At age four, he won June's Massachusetts Handicap by two and a quarter lengths from Ward Off Trouble. He was retired after the 1984 racing season to stand at his owner's stud farm in Middletown, Delaware.

==Stud record==
A successful stallion, as of early 2008 Dixieland Band has sired 114 stakes race winners and 43 Graded stakes race winners, of which five have each earned more than $1 million. In addition, Dixieland Band is the damsire of two Kentucky Derby winners: Monarchos in 2001 and Street Sense in 2007. He is also the damsire of Including, Big Truck, the 2007 Australian Champion Stayer, Delta Blues, and the 2008 Kentucky Derby runner-up Eight Belles.

Owner Bayard Sharp's daughter Sarah is married to prominent Kentucky horseman William S. Farish III. Sharp died in 2002, and Dixieland Band stood at the Farish family's Lane's End Farm in Versailles. Among his progeny were Drum Taps, Bowman's Band, Citidancer, Dixie Brass, and Dixie Union.
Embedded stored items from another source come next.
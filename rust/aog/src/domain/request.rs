//! Caller intent and task output.

use std::collections::HashMap;

use bytes::Bytes;
use serde::{Deserialize, Serialize};
use uuid::Uuid;

use crate::error::GatewayError;

/// Per-request preference for local vs remote execution.
#[derive(Debug, Clone, Copy, PartialEq, Eq, Default, Serialize, Deserialize)]
#[serde(rename_all = "snake_case")]
pub enum HybridPolicy {
    /// Gateway decides; resolves to local until a utilization signal exists.
    #[default]
    Default,
    /// Pin to a local provider.
    AlwaysLocal,
    /// Pin to a remote provider.
    AlwaysRemote,
}

/// The raw caller intent. Immutable after enqueue.
#[derive(Debug, Clone)]
pub struct ServiceRequest {
    /// Service name (chat, embed, ...).
    pub service: String,
    /// Model hint; empty means "pick a default".
    pub model: Option<String>,
    /// Local/remote preference.
    pub hybrid_policy: HybridPolicy,
    /// Caller asked for a streamed response.
    pub stream: bool,
    /// Raw request body as received at the edge.
    pub body: Bytes,
    /// Request headers the provider may need.
    pub headers: HashMap<String, String>,
    /// WebSocket connection id, when the caller came in over a socket.
    pub ws_conn_id: Option<Uuid>,
}

impl ServiceRequest {
    /// Build a request with just a service name and body; the common case
    /// for tests and internal callers.
    pub fn new(service: impl Into<String>, body: impl Into<Bytes>) -> Self {
        Self {
            service: service.into(),
            model: None,
            hybrid_policy: HybridPolicy::Default,
            stream: false,
            body: body.into(),
            headers: HashMap::new(),
            ws_conn_id: None,
        }
    }

    /// Set the model hint.
    #[must_use]
    pub fn with_model(mut self, model: impl Into<String>) -> Self {
        self.model = Some(model.into());
        self
    }

    /// Set the hybrid policy.
    #[must_use]
    pub fn with_policy(mut self, policy: HybridPolicy) -> Self {
        self.hybrid_policy = policy;
        self
    }

    /// Ask for a streamed response.
    #[must_use]
    pub fn streamed(mut self) -> Self {
        self.stream = true;
        self
    }
}

/// One record on a task's result channel.
///
/// A task emits zero or more `Chunk`s followed by channel close on success,
/// or at most one `Failed` followed by channel close. Never both terminal
/// shapes, never anything after `Failed`.
#[derive(Debug, Clone)]
pub enum TaskResult {
    /// One payload chunk; a unary response is a single chunk.
    Chunk {
        /// Task the chunk belongs to.
        task_id: u64,
        /// Chunk data.
        data: Bytes,
    },
    /// Terminal failure record.
    Failed {
        /// Task that failed.
        task_id: u64,
        /// Classified error.
        error: GatewayError,
    },
}

impl TaskResult {
    /// The task id this record belongs to.
    pub fn task_id(&self) -> u64 {
        match self {
            Self::Chunk { task_id, .. } | Self::Failed { task_id, .. } => *task_id,
        }
    }

    /// Whether this record is the failure terminal.
    pub fn is_failure(&self) -> bool {
        matches!(self, Self::Failed { .. })
    }
}

#[cfg(test)]
mod tests {
    use super::*;

    #[test]
    fn test_request_builder() {
        let req = ServiceRequest::new("chat", &b"{}"[..])
            .with_model("qwen2.5")
            .with_policy(HybridPolicy::AlwaysRemote)
            .streamed();
        assert_eq!(req.service, "chat");
        assert_eq!(req.model.as_deref(), Some("qwen2.5"));
        assert_eq!(req.hybrid_policy, HybridPolicy::AlwaysRemote);
        assert!(req.stream);
    }

    #[test]
    fn test_hybrid_policy_serde_names() {
        assert_eq!(
            serde_json::to_string(&HybridPolicy::AlwaysLocal).unwrap(),
            "\"always_local\""
        );
        let p: HybridPolicy = serde_json::from_str("\"always_remote\"").unwrap();
        assert_eq!(p, HybridPolicy::AlwaysRemote);
    }

    #[test]
    fn test_task_result_accessors() {
        let chunk = TaskResult::Chunk {
            task_id: 3,
            data: Bytes::from_static(b"hi"),
        };
        assert_eq!(chunk.task_id(), 3);
        assert!(!chunk.is_failure());

        let failed = TaskResult::Failed {
            task_id: 4,
            error: GatewayError::Cancelled,
        };
        assert!(failed.is_failure());
    }
}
At the end of the 2008 breeding season, Dixieland Band was pensioned from stud duties. He was euthanized due to the infirmities of old age on April 7, 2010.

==Pedigree==

Pedigree of Dixieland Band, bay stallion, 1980
| Sire Northern Dancer | Nearctic | Nearco | Pharos |
Nogara
| Lady Angela | Hyperion |
Sister Sarah
| Natalma | Native Dancer | Polynesian |
Geisha
| Almahmoud | Mahmoud |
Arbitrator
| Dam Mississippi Mud | Delta Judge | Traffic Judge | Alibhai |
Traffic Court
| Beautillion | Noor |
Delta Queen
| Sand Buggy | Warfare | Determine |
War Whisk
| Egyptian | Heliopolis |
Evening Mist (family: 4-m)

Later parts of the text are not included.